Pada awalnya, Freud menetapkan dua proses psikologis, primer dan skunder. Proses primer diasosiasikan dengan id, insting, tubuh, emosi dan bawah sadar, sedangkan proses skunder diasosiasikan dengan ego, kesadaran dan pikiran rasional. Bagi Freud, proses sekunder adalah lebih tinggi dan unggul, sehingga tidak heran pada masa itu orang banyak memuja rasionalitas, sedangkan Al Ghazali menentang dengan tegas rasionalitas yang di-agungkan oleh kaum Mu'tazilah. Al Ghazali lebih mengunggulkan konsep ilahiyah yang muncul dari pusat jiwa.

Demi Jiwa ,serta penyempurnaanya.maka Allah mengilhamkan kepada Jiwa itu (jalan) kefasikan dan ketakwaan (QS. As Syams:7-8)

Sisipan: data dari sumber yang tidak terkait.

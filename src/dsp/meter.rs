//! Lock-free RMS / peak meter.
//!
//! The audio thread stores the latest block measurements as `f32` bits in
//! atomics; readers on any other thread poll them at their own rate.

use std::sync::Arc;
use std::sync::atomic::{AtomicU32, Ordering};

use serde::Serialize;

#[derive(Debug, Default)]
struct MeterValues {
    rms: AtomicU32,
    peak: AtomicU32,
}

/// Writer half, owned by the block renderer.
#[derive(Debug, Default)]
pub struct Meter {
    values: Arc<MeterValues>,
}

/// Cloneable read-only handle for the presentation layer.
#[derive(Debug, Clone)]
pub struct MeterReader {
    values: Arc<MeterValues>,
}

/// A point-in-time copy of both meter values.
#[derive(Debug, Clone, Copy, PartialEq, Serialize)]
pub struct MeterReading {
    pub rms: f32,
    pub peak: f32,
}

impl Meter {
    pub fn new() -> Self {
        Self::default()
    }

    pub fn reader(&self) -> MeterReader {
        MeterReader {
            values: Arc::clone(&self.values),
        }
    }

    /// RMS of the block, averaged over channels.
    pub fn process_rms(&self, channels: &[&[f32]]) {
        let rms = if channels.is_empty() {
            0.0
        } else {
            channels.iter().map(|ch| channel_rms(ch)).sum::<f32>() / channels.len() as f32
        };
        self.values.rms.store(rms.to_bits(), Ordering::Relaxed);
    }

    /// Largest absolute sample of the block across all channels.
    pub fn process_peak(&self, channels: &[&[f32]]) {
        let peak = channels
            .iter()
            .flat_map(|ch| ch.iter())
            .fold(0.0f32, |acc, s| acc.max(s.abs()));
        self.values.peak.store(peak.to_bits(), Ordering::Relaxed);
    }

    pub fn rms(&self) -> f32 {
        f32::from_bits(self.values.rms.load(Ordering::Relaxed))
    }

    pub fn peak(&self) -> f32 {
        f32::from_bits(self.values.peak.load(Ordering::Relaxed))
    }
}

impl MeterReader {
    pub fn rms(&self) -> f32 {
        f32::from_bits(self.values.rms.load(Ordering::Relaxed))
    }

    pub fn peak(&self) -> f32 {
        f32::from_bits(self.values.peak.load(Ordering::Relaxed))
    }

    pub fn reading(&self) -> MeterReading {
        MeterReading {
            rms: self.rms(),
            peak: self.peak(),
        }
    }
}

fn channel_rms(samples: &[f32]) -> f32 {
    if samples.is_empty() {
        return 0.0;
    }
    let sum: f32 = samples.iter().map(|s| s * s).sum();
    (sum / samples.len() as f32).sqrt()
}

Potensi jiwa yang baik dan potensi jiwa yang jahat dalam Alqur'an sering diungkapkan dalam bentuk berita atau menunjukkan keadaan masing-masing ~ bukan menggunakan kata perintah (amar) atau larangan ( nahyi). Hal ini menunjukkan bahwa perbuatan tadi tidak bisa dilakukan tanpa ada perasaan yang mendorong untuk berbuat. Keadaan ini yang dikatakan sebagai hal (kenyataan) yang muncul dalam jiwa, maka manusia hanya mengikuti kata jiwa tadi ~ seperti peristiwa yang dialami oleh nabi Yusuf as. Wama ubarriu nafsi inna nafsa la ammaratun bis su'....dan Aku tidak membebaskan diriku (dari kesalahan) , karena sesungguhnya nafsu (jiwa) itu selalu menyuruh kepada kejahatan ....(QS. Yusuf:53). Dan nafs (jiwa) yang jahat tadi merupakan potensi yang mengalir tanpa melalui proses berfikir ~ kita tinggal mengikuti alur rasa jahat tadi tanpa beban, kecuali jiwa yang telah di rahmati oleh Allah yang memiliki potensi kebaikan ~ maka rasa kebaikan itu akan muncul begitu saja, terharu tatkala disebut nama Allah, rasa kasih sayang yang tinggi menyelimuti hati, rendah hati,selalu cenderung berbakti kepada Allah serta merasakan kenikmatan dan kekhusyu'an didalam shalat, maupun beribadah lainya. Keadaan ini tidak bisa dipaksakan, sebab rasa tadi muncul dari fitrah jiwa yang dirahmati oleh Allah.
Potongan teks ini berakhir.